Raw data –
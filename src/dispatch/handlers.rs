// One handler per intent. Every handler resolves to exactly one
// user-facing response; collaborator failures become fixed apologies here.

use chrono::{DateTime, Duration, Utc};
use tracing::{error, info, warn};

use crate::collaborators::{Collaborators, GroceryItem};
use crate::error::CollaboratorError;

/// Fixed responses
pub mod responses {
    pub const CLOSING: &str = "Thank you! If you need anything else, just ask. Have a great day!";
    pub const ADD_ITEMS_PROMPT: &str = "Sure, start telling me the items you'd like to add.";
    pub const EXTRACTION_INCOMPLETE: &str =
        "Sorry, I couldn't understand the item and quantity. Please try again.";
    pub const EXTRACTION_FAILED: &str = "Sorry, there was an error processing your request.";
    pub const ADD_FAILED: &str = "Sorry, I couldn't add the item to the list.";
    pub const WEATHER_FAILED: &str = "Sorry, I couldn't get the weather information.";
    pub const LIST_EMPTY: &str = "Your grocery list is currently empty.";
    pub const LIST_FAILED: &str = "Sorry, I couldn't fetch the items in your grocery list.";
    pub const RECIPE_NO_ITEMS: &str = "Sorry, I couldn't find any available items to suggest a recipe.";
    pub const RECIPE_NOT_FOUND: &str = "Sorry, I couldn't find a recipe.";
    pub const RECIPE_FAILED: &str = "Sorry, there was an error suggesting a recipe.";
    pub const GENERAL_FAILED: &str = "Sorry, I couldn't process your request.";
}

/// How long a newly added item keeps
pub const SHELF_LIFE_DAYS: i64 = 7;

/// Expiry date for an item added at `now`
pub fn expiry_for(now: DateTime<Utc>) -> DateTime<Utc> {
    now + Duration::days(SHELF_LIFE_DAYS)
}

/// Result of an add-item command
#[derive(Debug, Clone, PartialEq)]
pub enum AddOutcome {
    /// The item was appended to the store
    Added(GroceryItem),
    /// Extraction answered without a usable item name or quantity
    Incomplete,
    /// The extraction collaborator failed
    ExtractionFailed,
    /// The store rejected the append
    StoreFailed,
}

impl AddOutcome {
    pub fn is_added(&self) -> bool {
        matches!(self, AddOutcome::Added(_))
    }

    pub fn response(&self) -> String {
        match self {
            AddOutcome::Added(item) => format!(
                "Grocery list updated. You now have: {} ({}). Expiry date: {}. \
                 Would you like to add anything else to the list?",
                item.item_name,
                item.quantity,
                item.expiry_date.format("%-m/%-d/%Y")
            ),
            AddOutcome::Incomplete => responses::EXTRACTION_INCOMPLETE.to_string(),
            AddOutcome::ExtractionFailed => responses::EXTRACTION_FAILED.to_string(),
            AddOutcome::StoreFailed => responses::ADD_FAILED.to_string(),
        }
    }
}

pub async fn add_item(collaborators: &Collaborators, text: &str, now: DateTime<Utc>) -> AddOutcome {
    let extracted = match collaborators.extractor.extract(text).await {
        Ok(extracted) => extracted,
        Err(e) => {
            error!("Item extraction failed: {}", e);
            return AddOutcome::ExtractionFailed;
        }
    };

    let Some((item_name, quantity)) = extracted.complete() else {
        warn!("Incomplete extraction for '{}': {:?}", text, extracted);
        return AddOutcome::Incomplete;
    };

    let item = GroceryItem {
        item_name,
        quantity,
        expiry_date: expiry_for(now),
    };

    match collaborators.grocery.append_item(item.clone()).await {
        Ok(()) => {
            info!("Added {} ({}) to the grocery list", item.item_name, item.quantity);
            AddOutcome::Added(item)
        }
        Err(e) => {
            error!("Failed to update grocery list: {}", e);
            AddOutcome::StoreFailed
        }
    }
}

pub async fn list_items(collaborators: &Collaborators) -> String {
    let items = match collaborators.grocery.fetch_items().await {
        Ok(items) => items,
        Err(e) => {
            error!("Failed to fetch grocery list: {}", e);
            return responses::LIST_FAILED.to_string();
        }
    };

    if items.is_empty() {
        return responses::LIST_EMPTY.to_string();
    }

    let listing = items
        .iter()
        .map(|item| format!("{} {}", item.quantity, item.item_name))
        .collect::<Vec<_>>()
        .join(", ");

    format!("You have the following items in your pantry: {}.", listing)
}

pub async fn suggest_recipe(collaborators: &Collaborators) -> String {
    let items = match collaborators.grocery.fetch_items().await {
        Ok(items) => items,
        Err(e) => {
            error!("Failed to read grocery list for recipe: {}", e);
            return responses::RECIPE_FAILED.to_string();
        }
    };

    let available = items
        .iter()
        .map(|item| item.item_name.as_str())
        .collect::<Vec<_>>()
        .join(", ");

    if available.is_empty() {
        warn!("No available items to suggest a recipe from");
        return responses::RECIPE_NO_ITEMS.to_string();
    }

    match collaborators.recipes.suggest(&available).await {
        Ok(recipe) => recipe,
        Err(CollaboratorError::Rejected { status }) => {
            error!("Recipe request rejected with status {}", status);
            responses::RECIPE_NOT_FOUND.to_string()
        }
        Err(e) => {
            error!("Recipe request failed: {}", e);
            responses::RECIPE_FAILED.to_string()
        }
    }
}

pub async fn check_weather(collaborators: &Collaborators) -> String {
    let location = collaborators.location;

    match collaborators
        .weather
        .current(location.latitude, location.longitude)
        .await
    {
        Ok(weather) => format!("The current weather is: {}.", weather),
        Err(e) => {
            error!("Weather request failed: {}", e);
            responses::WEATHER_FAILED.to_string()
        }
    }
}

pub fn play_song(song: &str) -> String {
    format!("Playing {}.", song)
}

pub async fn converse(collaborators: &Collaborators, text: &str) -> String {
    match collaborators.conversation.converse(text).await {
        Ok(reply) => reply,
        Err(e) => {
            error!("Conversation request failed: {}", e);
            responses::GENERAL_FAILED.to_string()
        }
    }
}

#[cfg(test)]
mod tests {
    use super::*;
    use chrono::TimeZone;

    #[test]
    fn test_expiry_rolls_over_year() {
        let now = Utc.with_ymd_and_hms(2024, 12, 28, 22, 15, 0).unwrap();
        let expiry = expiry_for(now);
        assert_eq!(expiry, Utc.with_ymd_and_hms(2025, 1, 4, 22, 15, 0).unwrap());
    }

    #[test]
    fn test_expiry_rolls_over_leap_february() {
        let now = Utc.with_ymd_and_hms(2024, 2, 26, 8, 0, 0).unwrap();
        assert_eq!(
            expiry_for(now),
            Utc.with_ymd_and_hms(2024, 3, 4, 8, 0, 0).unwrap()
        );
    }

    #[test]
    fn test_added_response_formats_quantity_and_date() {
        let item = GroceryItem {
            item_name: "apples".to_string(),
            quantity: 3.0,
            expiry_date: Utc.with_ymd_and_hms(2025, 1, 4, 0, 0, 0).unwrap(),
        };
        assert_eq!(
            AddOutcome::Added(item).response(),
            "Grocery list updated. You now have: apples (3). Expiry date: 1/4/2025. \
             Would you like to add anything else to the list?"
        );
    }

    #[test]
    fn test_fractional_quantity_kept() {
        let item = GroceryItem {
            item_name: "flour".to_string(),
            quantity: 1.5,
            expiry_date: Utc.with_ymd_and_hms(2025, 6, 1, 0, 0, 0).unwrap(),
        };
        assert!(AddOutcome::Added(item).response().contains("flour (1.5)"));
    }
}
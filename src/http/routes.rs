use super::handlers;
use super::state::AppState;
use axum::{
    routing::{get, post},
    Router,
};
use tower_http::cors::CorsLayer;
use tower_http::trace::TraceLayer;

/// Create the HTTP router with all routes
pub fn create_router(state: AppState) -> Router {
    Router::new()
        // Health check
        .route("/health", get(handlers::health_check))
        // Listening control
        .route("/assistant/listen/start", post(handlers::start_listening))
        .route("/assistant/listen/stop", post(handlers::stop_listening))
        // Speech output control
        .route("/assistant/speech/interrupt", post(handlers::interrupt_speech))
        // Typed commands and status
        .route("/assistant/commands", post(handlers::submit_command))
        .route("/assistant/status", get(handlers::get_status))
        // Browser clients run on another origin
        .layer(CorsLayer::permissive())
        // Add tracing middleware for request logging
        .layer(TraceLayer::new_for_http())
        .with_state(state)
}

Exercise goal – Give again, exactly as written, the lines running from the first line of the data above through the line that contains "pub const EXTRACTION_INCOMPLETE: &str".

Solution to this exercise –
filename src/dispatch/handlers.rs
// One handler per intent. Every handler resolves to exactly one
// user-facing response; collaborator failures become fixed apologies here.

use chrono::{DateTime, Duration, Utc};
use tracing::{error, info, warn};

use crate::collaborators::{Collaborators, GroceryItem};
use crate::error::CollaboratorError;

/// Fixed responses
pub mod responses {
    pub const CLOSING: &str = "Thank you! If you need anything else, just ask. Have a great day!";
    pub const ADD_ITEMS_PROMPT: &str = "Sure, start telling me the items you'd like to add.";
    pub const EXTRACTION_INCOMPLETE: &str =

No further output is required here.